Cancer-cell-derived sialylated IgG as a novel biomarker for predicting poor pathological response to neoadjuvant therapy and prognosis in pancreatic cancer

Cui, Ming; Shoucair, Sami; Liao, Quan; Qiu, Xiaoyan; Kinny-Köster, Benedict; Habib, Joseph R; Ghabi, Elie M; Wang, Junke; Shin, Eun Ji; Leng, Sean X; Ali, Syed Z; Thompson, Elizabeth D; Zimmerman, Jacquelyn W; Shubert, Christopher R; Lafaro, Kelly J; Burkhart, Richard A; Burns, William R; Zheng, Lei; He, Jin; Zhao, Yupei; Wolfgang, Christopher L; Yu, Jun
BACKGROUND:Neoadjuvant therapy (NAT) is increasingly applied in pancreatic ductal adenocarcinoma (PDAC); however, accurate prediction of therapeutic response to NAT remains a pressing clinical challenge.

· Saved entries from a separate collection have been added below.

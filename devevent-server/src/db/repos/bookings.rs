//! Booking repository
//!
//! Duplicate emails are rejected by the `bookings_email_key` constraint.
//! The event reference is not a foreign key and is checked by the caller.

use sqlx::PgPool;

use crate::db::store::{BookingFilter, StoreError};
use crate::models::{Booking, NewBooking};

/// Booking repository
pub struct BookingRepo<'a> {
    pool: &'a PgPool,
}

impl<'a> BookingRepo<'a> {
    pub fn new(pool: &'a PgPool) -> Self {
        Self { pool }
    }

    pub async fn create(&self, booking: NewBooking) -> Result<Booking, StoreError> {
        let row: Booking = sqlx::query_as(
            r#"
            INSERT INTO bookings (event_id, email, slug)
            VALUES ($1, $2, $3)
            RETURNING id, event_id, email, slug, created_at, updated_at
            "#,
        )
        .bind(booking.event_id)
        .bind(&booking.email)
        .bind(&booking.slug)
        .fetch_one(self.pool)
        .await?;

        Ok(row)
    }

    /// Bookings matching every set field of `filter`, newest first.
    pub async fn find(&self, filter: &BookingFilter) -> Result<Vec<Booking>, StoreError> {
        let rows: Vec<Booking> = sqlx::query_as(
            r#"
            SELECT id, event_id, email, slug, created_at, updated_at
            FROM bookings
            WHERE ($1::uuid IS NULL OR event_id = $1)
              AND ($2::text IS NULL OR email = $2)
              AND ($3::text IS NULL OR slug = $3)
            ORDER BY created_at DESC
            "#,
        )
        .bind(filter.event_id)
        .bind(filter.email.as_deref())
        .bind(filter.slug.as_deref())
        .fetch_all(self.pool)
        .await?;

        Ok(rows)
    }
}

Cancer-cell-derived sialylated immunoglobulin G (SIA-IgG) was previously identified as a prognostic biomarker in PDAC. This study aims to explore whether SIA-IgG expression in treatment-naïve fine needle aspirate (FNA) biopsy specimens could predict the pathological response (PR) to NAT for PDAC. METHODS:Endoscopic ultrasonography-guided FNA biopsy specimens prior to NAT were prospectively obtained from 72 patients with PDAC at the Johns Hopkins Hospital. SIA-IgG expression of PDAC specimens was assessed by immunohistochemistry. Associations between SIA-IgG expression and PR, as well as patient prognosis, were analyzed. A second cohort enrolling surgically resected primary tumor specimens from 79 patients with PDAC was used to validate the prognostic value of SIA-IgG expression. RESULTS:SIA-IgG was expressed in 58.3% of treatment-naïve FNA biopsies. Positive SIA-IgG expression at diagnosis was associated with unfavorable PR and can serve as an independent predictor of PR. The sensitivity and specificity of SIA-IgG expression in FNA specimens in predicting an unfavorable PR were 63.9% and 80.6%, respectively. Both positive SIA-IgG expression in treatment-naïve FNA specimens and high SIA-IgG expression in surgically resected primary tumor specimens were significantly associated with shorter survival. CONCLUSIONS:Assessment of SIA-IgG on FNA specimens prior to NAT may help predict PR for PDAC. Additionally, SIA-IgG expression in treatment-naïve FNA specimens and surgically resected primary tumor specimens were predictive of the prognosis for PDAC.